About this task: Among the entries, which lines carry the string "body"? Copy each of them.

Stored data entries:
#![forbid(unsafe_code)]
//! alloctrack-core: shared types and interfaces for the allocation tracker.
//!
//! The engine lives in `alloctrack-mem` and the managed heap in `alloctrack-heap`.
//! Both depend on this crate only for the traits at the runtime boundary, the
//! error taxonomy, identifiers, and configuration.

pub mod config;
pub mod error;
pub mod hook;
pub mod id;
pub mod prelude;

pub use config::TrackerConfig;
pub use error::{Error, Result};
pub use hook::{AllocationObserver, Collector};
pub use id::{ScopeId, ThreadKey};
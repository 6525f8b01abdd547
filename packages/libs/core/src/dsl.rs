//! DSL 진입점
//!
//! 보호 대상 타입은 [`Protectable`]을 구현하고 `protect`로 rule block을 등록합니다.
//! 타입별 [`Meta`]는 `TypeId`를 키로 하는 전역 레지스트리에 지연 생성됩니다.
//!
//! # 예시
//!
//! ```
//! use protector_core::{Action, Protectable, ALL};
//!
//! struct Post;
//!
//! impl Protectable for Post {
//!     type Subject = Option<String>;
//!     type Scope = String;
//!
//!     fn protector_fields() -> Vec<String> {
//!         vec!["title".to_string(), "body".to_string()]
//!     }
//! }
//!
//! Post::protect(|rules, user, _entry| {
//!     rules.can(Action::Read, ALL);
//!     if user.is_some() {
//!         rules.can(Action::Update, "body");
//!     }
//! });
//!
//! let decision = Post::protector_meta()
//!     .evaluate(&Some("alice".to_string()), None)
//!     .unwrap();
//! assert!(decision.can_field(Action::Update, "body"));
//! assert!(!decision.can_field(Action::Update, "title"));
//! ```

use std::any::{Any, TypeId};
use std::collections::HashMap;
use std::sync::{Arc, LazyLock, PoisonError, RwLock};

use crate::permissions::{Ancestor, Meta, RuleOutcome, Rules};

type Metas = HashMap<TypeId, Arc<dyn Any + Send + Sync>>;

static REGISTRY: LazyLock<RwLock<Metas>> = LazyLock::new(|| RwLock::new(HashMap::new()));

/// 보호 대상 타입
pub trait Protectable: Sized + Send + Sync + 'static {
    /// 권한 평가 주체 (None을 허용하려면 `Option<_>` 사용)
    type Subject: Clone + Send + Sync + 'static;

    /// collaborator 쿼리 계층이 해석하는 scope 값
    type Scope: Clone + Send + Sync + 'static;

    /// 필드 이름 제공자 (최초 사용 시 한 번만 호출)
    fn protector_fields() -> Vec<String>;

    /// 상위 타입 (상속)
    ///
    /// 상위 타입이 있으면 [`inherit`]로 반환합니다.
    fn protector_parent() -> Option<Arc<dyn Ancestor<Self>>> {
        None
    }

    /// 타입별 Meta (최초 접근 시 생성)
    fn protector_meta() -> Arc<Meta<Self>> {
        meta::<Self>()
    }

    /// subject + entry rule block 등록
    fn protect<F, R>(f: F)
    where
        F: Fn(&mut Rules<Self>, &Self::Subject, Option<&Self>) -> R + Send + Sync + 'static,
        R: RuleOutcome,
    {
        Self::protector_meta().protect(f);
    }

    /// subject만 받는 rule block 등록
    fn protect_subject<F, R>(f: F)
    where
        F: Fn(&mut Rules<Self>, &Self::Subject) -> R + Send + Sync + 'static,
        R: RuleOutcome,
    {
        Self::protector_meta().protect_subject(f);
    }
}

/// 상위 타입 `P`의 rule block을 먼저 평가하도록 연결
///
/// 하위 타입은 `AsRef<P>`로 상위 타입 view를 제공해야 하며,
/// subject / scope 타입을 공유합니다.
pub fn inherit<P, E>() -> Option<Arc<dyn Ancestor<E>>>
where
    P: Protectable,
    E: Protectable<Subject = P::Subject, Scope = P::Scope> + AsRef<P>,
{
    let parent: Arc<dyn Ancestor<E>> = P::protector_meta();
    Some(parent)
}

/// 레지스트리에서 타입별 Meta 조회 (없으면 생성)
pub fn meta<T: Protectable>() -> Arc<Meta<T>> {
    let existing = lookup::<T>(&REGISTRY.read().unwrap_or_else(PoisonError::into_inner));
    if let Some(meta) = existing {
        return meta;
    }

    // 상위 타입 Meta 조회가 레지스트리를 다시 잠그므로 락 밖에서 생성
    let created = Arc::new(Meta::new(T::protector_fields).with_parent(T::protector_parent()));

    let mut registry = REGISTRY.write().unwrap_or_else(PoisonError::into_inner);
    if let Some(meta) = lookup::<T>(&registry) {
        return meta;
    }

    tracing::debug!(entity = std::any::type_name::<T>(), "protector meta created");
    registry.insert(TypeId::of::<T>(), Arc::clone(&created) as Arc<dyn Any + Send + Sync>);
    created
}

fn lookup<T: Protectable>(registry: &Metas) -> Option<Arc<Meta<T>>> {
    registry
        .get(&TypeId::of::<T>())
        .cloned()
        .and_then(|meta| meta.downcast::<Meta<T>>().ok())
}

Answer box:
//!         vec!["title".to_string(), "body".to_string()]
//!         rules.can(Action::Update, "body");
//! assert!(decision.can_field(Action::Update, "body"));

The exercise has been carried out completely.